Most hormonal contraceptives show little absolute risk of stroke or heart attack, study finds
A recent study found that the absolute risk of increased thrombotic stroke and myocardial infarction associated with the use of hormonal contraception was low, although the relative risks varied depending on whether higher doses were used.
A recent study found that the absolute risk of increased thrombotic stroke and myocardial infarction (MI) associated with the use of hormonal contraception was low, although the relative risks varied depending on whether higher doses were used.
The 15-year historical cohort study appeared in the June 14 New England Journal of Medicine and followed nonpregnant Danish women ages 15 to 49 with no history of cardiovascular disease or cancer. Data on use of hormonal contraception, clinical end points, and potential confounders were obtained from four national registries.
More than 1.6 million women totaled more than 14 million person-years of observation, during which 3,311 thrombotic strokes (21.4 per 100,000 person-years) and 1,725 MIs (10.1 per 100,000 person-years) occurred.
The case fatality rate during the primary event or subsequent hospital stay was 1% for thrombotic stroke (34 of 3,311 women) and 10.8% for MI (186 of 1,725).
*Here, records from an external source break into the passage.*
//! Record-marked framing and the per-message gates (RFC 5531 section 11).
//!
//! A stream transport carries RPC messages as a sequence of fragments,
//! each prefixed by a 4-byte header whose high bit marks the final
//! fragment and whose low 31 bits carry the byte count. Fragments of one
//! message are reassembled strictly in arrival order; once a message is
//! complete it is handed to its own task, so distinct messages on the
//! same connection dispatch concurrently. Each task encodes its reply
//! into a private buffer and the connection's single writer emits whole
//! records, which keeps the output stream well formed no matter how
//! replies interleave in time.

use std::io::{Cursor, Read, Write};

use anyhow::anyhow;
use tokio::io::{AsyncRead, AsyncReadExt, AsyncWrite, AsyncWriteExt, DuplexStream};
use tokio::sync::mpsc;
use tracing::{debug, trace, warn};

use crate::protocol::xdr::{self, deserialize, mount, nfs3, Serialize};
use crate::protocol::{nfs, rpc};

/// Auxiliary programs NFS clients commonly probe on the same port. They
/// are not served; each probe gets PROG_UNAVAIL instead of being logged
/// as an unknown program.
const NFS_ACL_PROGRAM: u32 = 100227;
const NFS_ID_MAP_PROGRAM: u32 = 100270;
const NFS_METADATA_PROGRAM: u32 = 200024;
const NFS_LOCALIO_PROGRAM: u32 = 400122;

/// Initial capacity of a reply buffer.
const DEFAULT_RESPONSE_CAPACITY: usize = 8192;

/// Processes one complete RPC message.
///
/// Decodes the envelope, then runs the gates in order: RPC protocol
/// version, credential flavor, duplicate detection. Only a call that
/// passes all three is routed to a program handler; everything else is
/// answered (or, for a retransmission, dropped) right here, and no
/// dispatcher code runs.
///
/// Returns true when a reply was written to `output`.
pub async fn handle_rpc(
    input: &mut impl Read,
    output: &mut impl Write,
    mut context: rpc::Context,
) -> Result<bool, anyhow::Error> {
    let message = deserialize::<xdr::rpc::rpc_msg>(input)?;
    let xid = message.xid;
    let xdr::rpc::rpc_body::CALL(call) = message.body else {
        return Err(anyhow!("received a reply where a call was expected"));
    };

    if call.rpcvers != xdr::rpc::RPC_VERSION {
        warn!(rpcvers = call.rpcvers, "unsupported rpc protocol version");
        xdr::rpc::version_mismatch_reply(xid, xdr::rpc::RPC_VERSION, xdr::rpc::RPC_VERSION)
            .serialize(output)?;
        return Ok(true);
    }

    match call.cred.flavor {
        xdr::rpc::auth_flavor::AUTH_NONE => {}
        xdr::rpc::auth_flavor::AUTH_UNIX => {
            match deserialize(&mut Cursor::new(&call.cred.body)) {
                Ok(auth) => context.auth = auth,
                Err(err) => {
                    warn!(?err, "malformed AUTH_UNIX credential body");
                    xdr::rpc::auth_error_reply(xid, xdr::rpc::auth_stat::AUTH_BADCRED)
                        .serialize(output)?;
                    return Ok(true);
                }
            }
        }
        flavor => {
            warn!(?flavor, "unsupported credential flavor");
            xdr::rpc::auth_error_reply(xid, xdr::rpc::auth_stat::AUTH_TOOWEAK)
                .serialize(output)?;
            return Ok(true);
        }
    }

    if context.transaction_tracker.is_retransmission(xid, &context.client_addr) {
        debug!(xid, client = %context.client_addr, "dropping retransmitted call");
        return Ok(false);
    }

    let result = match call.prog {
        nfs3::PROGRAM => nfs::v3::handle_nfs(xid, call, input, output, &context).await,
        mount::PROGRAM => nfs::mount::handle_mount(xid, call, input, output, &context).await,
        NFS_ACL_PROGRAM | NFS_ID_MAP_PROGRAM | NFS_METADATA_PROGRAM | NFS_LOCALIO_PROGRAM => {
            trace!(prog = call.prog, "ignoring auxiliary program probe");
            xdr::rpc::prog_unavail_reply(xid).serialize(output)?;
            Ok(())
        }
        unknown => {
            warn!(prog = unknown, "unknown program number");
            xdr::rpc::prog_unavail_reply(xid).serialize(output)?;
            Ok(())
        }
    }
    .map(|()| true);
    context.transaction_tracker.mark_processed(xid, &context.client_addr);
    result
}

/// Reads one fragment from the stream, appending its payload to
/// `append_to`. Returns true when the fragment was the message's last.
///
/// A stream whose declared record length exceeds
/// [`rpc::MAX_RPC_RECORD_LENGTH`] fails here, and the caller drops the
/// connection; there is no way to resynchronize with a framing-confused
/// peer.
async fn read_fragment(
    socket: &mut (impl AsyncRead + Unpin),
    append_to: &mut Vec<u8>,
) -> Result<bool, anyhow::Error> {
    let mut header_buf = [0_u8; 4];
    socket.read_exact(&mut header_buf).await?;
    let fragment_header = u32::from_be_bytes(header_buf);
    let is_last = (fragment_header & (1 << 31)) > 0;
    let length = (fragment_header & ((1 << 31) - 1)) as usize;
    trace!(length, is_last, "reading fragment");
    if append_to.len().saturating_add(length) > rpc::MAX_RPC_RECORD_LENGTH {
        return Err(anyhow!(
            "rpc record length {} exceeds maximum {}",
            append_to.len().saturating_add(length),
            rpc::MAX_RPC_RECORD_LENGTH
        ));
    }
    let start_offset = append_to.len();
    append_to.resize(start_offset + length, 0);
    socket.read_exact(&mut append_to[start_offset..]).await?;
    Ok(is_last)
}

/// Writes `buf` to the stream as record-marked fragments.
///
/// Splits at the 31-bit fragment size limit; only the final fragment
/// carries the last-fragment bit.
pub async fn write_fragment(
    socket: &mut (impl AsyncWrite + Unpin),
    buf: &[u8],
) -> Result<(), anyhow::Error> {
    const MAX_FRAGMENT_SIZE: usize = (1 << 31) - 1;

    let mut offset = 0;
    loop {
        let remaining = buf.len() - offset;
        let fragment_size = std::cmp::min(remaining, MAX_FRAGMENT_SIZE);
        let is_last = offset + fragment_size >= buf.len();
        let fragment_header =
            if is_last { fragment_size as u32 | (1 << 31) } else { fragment_size as u32 };

        socket.write_all(&u32::to_be_bytes(fragment_header)).await?;
        trace!(fragment_size, is_last, "writing fragment");
        socket.write_all(&buf[offset..offset + fragment_size]).await?;

        offset += fragment_size;
        if is_last {
            break;
        }
    }
    Ok(())
}

pub type SocketMessageType = Result<Vec<u8>, anyhow::Error>;

/// Drives one connection's receive side.
///
/// Owns the connection's fragment buffer (reassembly is sequential per
/// connection) and spawns one task per completed message. Replies come
/// back through the channel as whole records for the connection's writer
/// to frame.
pub struct SocketMessageHandler {
    cur_fragment: Vec<u8>,
    socket_receive_channel: DuplexStream,
    context: rpc::Context,
    reply_sender: mpsc::UnboundedSender<SocketMessageType>,
}

impl SocketMessageHandler {
    /// Creates the handler plus the write half the transport feeds bytes
    /// into and the receiver the transport drains replies from.
    pub fn new(
        context: &rpc::Context,
    ) -> (Self, DuplexStream, mpsc::UnboundedReceiver<SocketMessageType>) {
        let (socksend, sockrecv) = tokio::io::duplex(256_000);
        let (msgsend, msgrecv) = mpsc::unbounded_channel();
        (
            Self {
                cur_fragment: Vec::new(),
                socket_receive_channel: sockrecv,
                context: context.clone(),
                reply_sender: msgsend,
            },
            socksend,
            msgrecv,
        )
    }

    /// Reads one fragment; on the message's last fragment, hands the
    /// completed record to its own dispatch task. Call in a loop.
    pub async fn read(&mut self) -> Result<(), anyhow::Error> {
        let is_last =
            read_fragment(&mut self.socket_receive_channel, &mut self.cur_fragment).await?;
        if is_last {
            let message = std::mem::take(&mut self.cur_fragment);
            let context = self.context.clone();
            let sender = self.reply_sender.clone();
            tokio::spawn(async move {
                let mut input = Cursor::new(message);
                let mut response = Vec::with_capacity(DEFAULT_RESPONSE_CAPACITY);
                match handle_rpc(&mut input, &mut response, context).await {
                    Ok(true) => {
                        let _ = sender.send(Ok(response));
                    }
                    Ok(false) => {}
                    Err(err) => {
                        let _ = sender.send(Err(err));
                    }
                }
            });
        }
        Ok(())
    }
}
As compared with nonuse, current use of oral contraceptives that included ethinyl estradiol at a dose of 30 to 40 μg was associated with the following relative risks for thrombotic stroke and MI, respectively:
- norethindrone, 2.2 (95% CI, 1.5 to 3.2) and 2.3 (95% CI, 1.3 to 3.9);
- levonorgestrel, 1.7 (95% CI, 1.4 to 2.0) and 2.0 (95% CI, 1.6 to 2.5);
- norgestimate, 1.5 (95% CI, 1.2 to 1.9) and 1.3 (95% CI, 0.9 to 1.9);
- desogestrel, 2.2 (95% CI, 1.8 to 2.7) and 2.1 (95% CI, 1.5 to 2.8);
- gestodene, 1.8 (95% CI, 1.6 to 2.0) and 1.9 (95% CI, 1.6 to 2.3) and
- drospirenone, 1.6 (95% CI, 1.2 to 2.2) and 1.7 (95% CI, 1.0 to 2.6).
With ethinyl estradiol at a dose of 20 μg, the respective relative risks were:
- desogestrel, 1.5 (95% CI, 1.3 to 1.9) for thrombotic stroke and 1.6 for MI (95% CI, 1.1 to 2.1);
- gestodene, 1.7 (95% CI, 1.4 to 2.1) and 1.2 (95% CI, 0.8 to 1.9); and
- drospirenone, 0.9 (95% CI, 0.2 to 3.5) and 0.0.
For transdermal patches, the relative risks were 3.2 for stroke (95% CI, 0.8 to 12.6) and 0.0 for MI; for a vaginal ring, the relative risks were 2.5 for stroke (95% CI, 1.4 to 4.4) and 2.1 for MI (95% CI, 0.7 to 6.5).
For women who smoked compared with those who did not, the relative risks of thrombotic stroke and MI were 1.57 (95% CI, 1.31 to 1.87) and 3.62 (95% CI, 2.69 to 4.87), respectively.
The authors concluded, “We estimate that among 10,000 women who use desogestrel with ethinyl estradiol at a dose of 20 μg for 1 year, 2 will have arterial thrombosis and 6.8 women taking the same product will have venous thrombosis. Although venous thrombosis is three to four times as frequent as arterial thrombosis among young women, the latter is associated with higher mortality and more serious consequences for the survivors. Therefore, these figures should be taken into account when prescribing hormonal contraception.”
An editorial commented that five decades of research show that there is a small risk of arterial thrombotic events in women using combined estrogen-progestin hormonal contraceptives. The already small risk could be further reduced or eliminated by not smoking and by stopping hormonal contraceptive use if blood pressure rises.
“With the addition of the Danish data, evidence is now even stronger that progestin-only formulations of hormonal contraception have vascular risks that are undetectable with modern epidemiologic methods,” the editorial states. “Although hormonal contraception is not risk-free, the evidence is convincing that the low and very low doses of ethinyl estradiol (<50 μg) in the combined estrogen-progestin contraceptives studied by Lidegaard and colleagues—whatever the progestin and whether delivered orally or by means of the patch or the ring—are safe enough.”